Si dans la consécration c’est nous aussi qui, en pensant à nos frères et sœurs, disons : « Prenez, mangez : ceci est mon corps. Prenez, buvez : ceci est mon sang », il faut savoir ce que signifient « corps » et « sang », pour savoir ce que nous offrons.
Le mot « corps » ne désigne pas, dans la Bible, une composante, ou une partie, de la personne qui, combinée avec les autres composantes que sont l’âme et l’esprit, forment l’être humain complet. Dans le langage biblique, et donc dans celui de Jésus et de Paul, « corps » désigne la personne toute entière, en tant qu’il vit sa vie dans un corps, dans une condition corporelle et mortelle. « Corps » désigne donc l’ensemble de la vie. En instituant l’Eucharistie, Jésus nous a laissé en don toute sa vie, du premier instant de l’incarnation au dernier instant, avec tout ce qui a rempli concrètement cette vie : silence, sueur, labeur, prière, luttes, humiliations.

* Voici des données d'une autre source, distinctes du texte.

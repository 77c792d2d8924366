//! Opt-in cache of derived tables, keyed by source path and campaign cost.
//!
//! Results are identical with or without the cache; it only skips re-reading and
//! re-deriving a source that was already processed with the same parameters.

use crate::data::{DataLoader, DerivedTable, MetricDeriver};
use crate::error::PipelineError;
use std::collections::HashMap;
use std::path::{Path, PathBuf};
use std::sync::Arc;
use tracing::debug;

#[derive(Debug, Clone, PartialEq, Eq, Hash)]
struct CacheKey {
    source: PathBuf,
    campaign_cost_bits: u64,
}

#[derive(Debug)]
struct CacheEntry {
    /// Path as the caller gave it; the canonical form is unavailable once the file is gone.
    requested: PathBuf,
    table: Arc<DerivedTable>,
}

/// Caller-owned cache of derived tables.
#[derive(Debug, Default)]
pub struct PipelineCache {
    loader: DataLoader,
    entries: HashMap<CacheKey, CacheEntry>,
}

impl PipelineCache {
    pub fn new(loader: DataLoader) -> Self {
        Self {
            loader,
            entries: HashMap::new(),
        }
    }

    /// Return the derived table for `path`, loading and deriving it on first use.
    pub fn get_or_load(
        &mut self,
        path: impl AsRef<Path>,
        campaign_cost: f64,
    ) -> Result<Arc<DerivedTable>, PipelineError> {
        let path = path.as_ref();
        // Canonicalizing fails for missing files; the loader reports those.
        let source = path.canonicalize().unwrap_or_else(|_| path.to_path_buf());
        let key = CacheKey {
            source,
            campaign_cost_bits: campaign_cost.to_bits(),
        };

        if let Some(hit) = self.entries.get(&key) {
            debug!(source = %key.source.display(), "Derived table cache hit");
            return Ok(Arc::clone(&hit.table));
        }

        let table = self.loader.load_csv(path)?;
        let derived = Arc::new(MetricDeriver::derive(&table, campaign_cost)?);
        self.entries.insert(
            key,
            CacheEntry {
                requested: path.to_path_buf(),
                table: Arc::clone(&derived),
            },
        );
        Ok(derived)
    }

    /// Drop every cached entry for `path`.
    pub fn invalidate(&mut self, path: impl AsRef<Path>) {
        let path = path.as_ref();
        let source = path.canonicalize().ok();
        self.entries.retain(|key, entry| {
            entry.requested != path && source.as_deref() != Some(key.source.as_path())
        });
    }

    pub fn len(&self) -> usize {
        self.entries.len()
    }

    pub fn is_empty(&self) -> bool {
        self.entries.is_empty()
    }
}
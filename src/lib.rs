//! Engagement Pulse - Social media engagement metrics pipeline
//!
//! Loads a CSV of post metrics, derives engagement, engagement rate, ROI and time
//! buckets per row, then reduces the derived table into per-platform summaries.
//!
//! ```no_run
//! use engagement_pulse::data::{DataLoader, MetricDeriver};
//! use engagement_pulse::stats::{DashboardReport, HourFill};
//!
//! let table = DataLoader::new().load_csv("posts.csv")?;
//! let derived = MetricDeriver::derive(&table, 5000.0)?;
//! let report = DashboardReport::build(&derived, HourFill::Observed)?;
//! println!("{}", report.best_roi_platform);
//! # Ok::<(), engagement_pulse::PipelineError>(())
//! ```

pub mod cache;
pub mod config;
pub mod data;
pub mod error;
pub mod stats;

pub use cache::PipelineCache;
pub use error::PipelineError;
// SPDX-License-Identifier: AGPL-3.0-or-later
// Copyright (C) 2012-2025 Andrei Maltsev

use std::{
    fmt::Debug,
    fs,
    path::{Path, PathBuf},
    sync::Arc,
};

use anyhow::Context;
use chrono::Utc;
use fastrace::collector::{Config, ConsoleReporter};
use serde::{Deserialize, Serialize};
use serde_json::json;
use tracing::{Event, Subscriber};
use tracing_appender::{
    non_blocking::WorkerGuard,
    rolling::{RollingFileAppender, Rotation},
};
use tracing_subscriber::{
    EnvFilter, Registry,
    fmt::{
        self, FmtContext, FormatEvent, FormatFields,
        format::{JsonFields, Writer},
        writer::BoxMakeWriter,
    },
    layer::SubscriberExt,
    registry::LookupSpan,
};

#[derive(Debug, Deserialize, Clone)]
struct LoggerConfig {
    logger: LogConfig,
}

#[derive(Debug, Deserialize, Clone)]
#[serde(rename_all = "lowercase")]
enum Output {
    Stdout,
    Stderr,
    File,
}

#[derive(Debug, Deserialize, Clone)]
#[serde(rename_all = "lowercase")]
enum RotationFreq {
    Minutely,
    Hourly,
    Daily,
    Never,
}

#[derive(Debug, Deserialize, Clone)]
struct LogFileConfig {
    path: String,
    #[serde(default)]
    rotation_frequency: Option<RotationFreq>,
}

#[derive(Debug, Deserialize, Clone)]
struct LogConfig {
    level: String,
    output: Output,
    is_show_line: bool,
    is_show_module_path: bool,
    is_show_target: bool,
    file: Option<LogFileConfig>,
}

struct JsonFormatter {
    config: Arc<LogConfig>,
}

#[derive(Serialize)]
struct LogEntry {
    timestamp: String,
    level: String,
    #[serde(skip_serializing_if = "Option::is_none")]
    target: Option<String>,
    #[serde(skip_serializing_if = "Option::is_none")]
    module_path: Option<String>,
    #[serde(skip_serializing_if = "Option::is_none")]
    line: Option<u32>,
    fields: serde_json::Map<String, serde_json::Value>,
}

impl<S, N> FormatEvent<S, N> for JsonFormatter
where
    S: Subscriber + for<'a> LookupSpan<'a>,
    N: for<'a> FormatFields<'a> + 'static,
{
    fn format_event(
        &self,
        ctx: &FmtContext<'_, S, N>,
        mut writer: Writer<'_>,
        event: &Event<'_>,
    ) -> std::fmt::Result {
        let mut visitor = JsonVisitor::default();
        event.record(&mut visitor);

        let mut fields = visitor.fields;

        if let Some(scope) = ctx.event_scope() {
            let span_names: Vec<String> = scope
                .from_root()
                .map(|span| span.name().to_string())
                .collect();
            fields.insert("span_names".to_string(), json!(span_names));
        }

        let log_entry = LogEntry {
            timestamp: Utc::now().to_rfc3339(),
            level: event.metadata().level().to_string(),
            target: if self.config.is_show_target {
                Some(event.metadata().target().to_string())
            } else {
                None
            },
            module_path: if self.config.is_show_module_path {
                Some(event.metadata().module_path().unwrap_or("").to_string())
            } else {
                None
            },
            line: if self.config.is_show_line {
                event.metadata().line()
            } else {
                None
            },
            fields,
        };

        writeln!(
            writer,
            "{}",
            serde_json::to_string(&log_entry).map_err(|_| std::fmt::Error)?
        )
    }
}

#[derive(Default)]
struct JsonVisitor {
    fields: serde_json::Map<String, serde_json::Value>,
}

impl tracing::field::Visit for JsonVisitor {
    fn record_debug(&mut self, field: &tracing::field::Field, value: &dyn Debug) {
        self.fields
            .insert(field.name().to_string(), json!(format!("{:?}", value)));
    }

    fn record_i64(&mut self, field: &tracing::field::Field, value: i64) {
        self.fields.insert(field.name().to_string(), json!(value));
    }

    fn record_u64(&mut self, field: &tracing::field::Field, value: u64) {
        self.fields.insert(field.name().to_string(), json!(value));
    }

    fn record_bool(&mut self, field: &tracing::field::Field, value: bool) {
        self.fields.insert(field.name().to_string(), json!(value));
    }

    fn record_str(&mut self, field: &tracing::field::Field, value: &str) {
        self.fields.insert(field.name().to_string(), json!(value));
    }
}

pub fn init_logger(config_path: &str) -> anyhow::Result<WorkerGuard> {
    let config_content = fs::read_to_string(config_path)
        .with_context(|| format!("Failed to read config file: {config_path}"))?;
    let config: LoggerConfig = serde_yaml::from_str(&config_content)
        .with_context(|| format!("Failed to parse config file: {config_path}"))?;

    let (writer, guard) = make_writer(&config.logger)?;

    fastrace::set_reporter(ConsoleReporter, Config::default());
    let compat_layer = fastrace_tracing::FastraceCompatLayer::new();

    let env_filter = EnvFilter::try_new(&config.logger.level)
        .or_else(|_| EnvFilter::try_from_default_env())
        .context("Failed to parse log level from config or env")?;

    let json_layer = fmt::layer()
        .with_writer(writer)
        .with_ansi(false)
        .json()
        .event_format(JsonFormatter {
            config: Arc::new(config.logger),
        })
        .fmt_fields(JsonFields::default());

    let subscriber = Registry::default()
        .with(env_filter)
        .with(compat_layer)
        .with(json_layer);

    tracing::subscriber::set_global_default(subscriber)
        .context("Failed to set global default subscriber")?;

    Ok(guard)
}

fn make_writer(cfg: &LogConfig) -> anyhow::Result<(BoxMakeWriter, WorkerGuard)> {
    Ok(match cfg.output {
        Output::Stdout => {
            let (w, g) = tracing_appender::non_blocking(std::io::stdout());
            (BoxMakeWriter::new(w), g)
        },
        Output::Stderr => {
            let (w, g) = tracing_appender::non_blocking(std::io::stderr());
            (BoxMakeWriter::new(w), g)
        },
        Output::File => {
            let fcfg = cfg
                .file
                .clone()
                .context("log.file is required for output=file")?;
            let path = PathBuf::from(&fcfg.path);
            let dir = path.parent().unwrap_or_else(|| Path::new(""));

            let rotation = match fcfg.rotation_frequency.unwrap_or(RotationFreq::Never) {
                RotationFreq::Minutely => Rotation::MINUTELY,
                RotationFreq::Hourly => Rotation::HOURLY,
                RotationFreq::Daily => Rotation::DAILY,
                RotationFreq::Never => Rotation::NEVER,
            };

            let file_appender = RollingFileAppender::new(
                rotation,
                dir,
                path.file_name().unwrap_or_default(),
            );
            let (w, g) = tracing_appender::non_blocking(file_appender);
            (BoxMakeWriter::new(w), g)
        },
    })
}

Puis Jésus dit : « Ceci est mon sang ». Qu’ajoute-t-il avec le mot « sang » s’il nous a déjà donné toute sa vie dans son corps ? Ajoute la mort ! Après nous avoir donné la vie, il nous en donne aussi la partie la plus précieuse, sa mort. En fait, le terme « sang » dans la Bible n’indique pas une partie du corps, c’est-à-dire une partie d’une partie de la personne ; il indique un événement, la mort. Si le sang est le siège de la vie (c’est ce qu’on pensait alors), son « versement » est le signe plastique de la mort. L’Eucharistie est le mystère du corps et du sang du Seigneur, c’est-à-dire de la vie et de la mort du Seigneur !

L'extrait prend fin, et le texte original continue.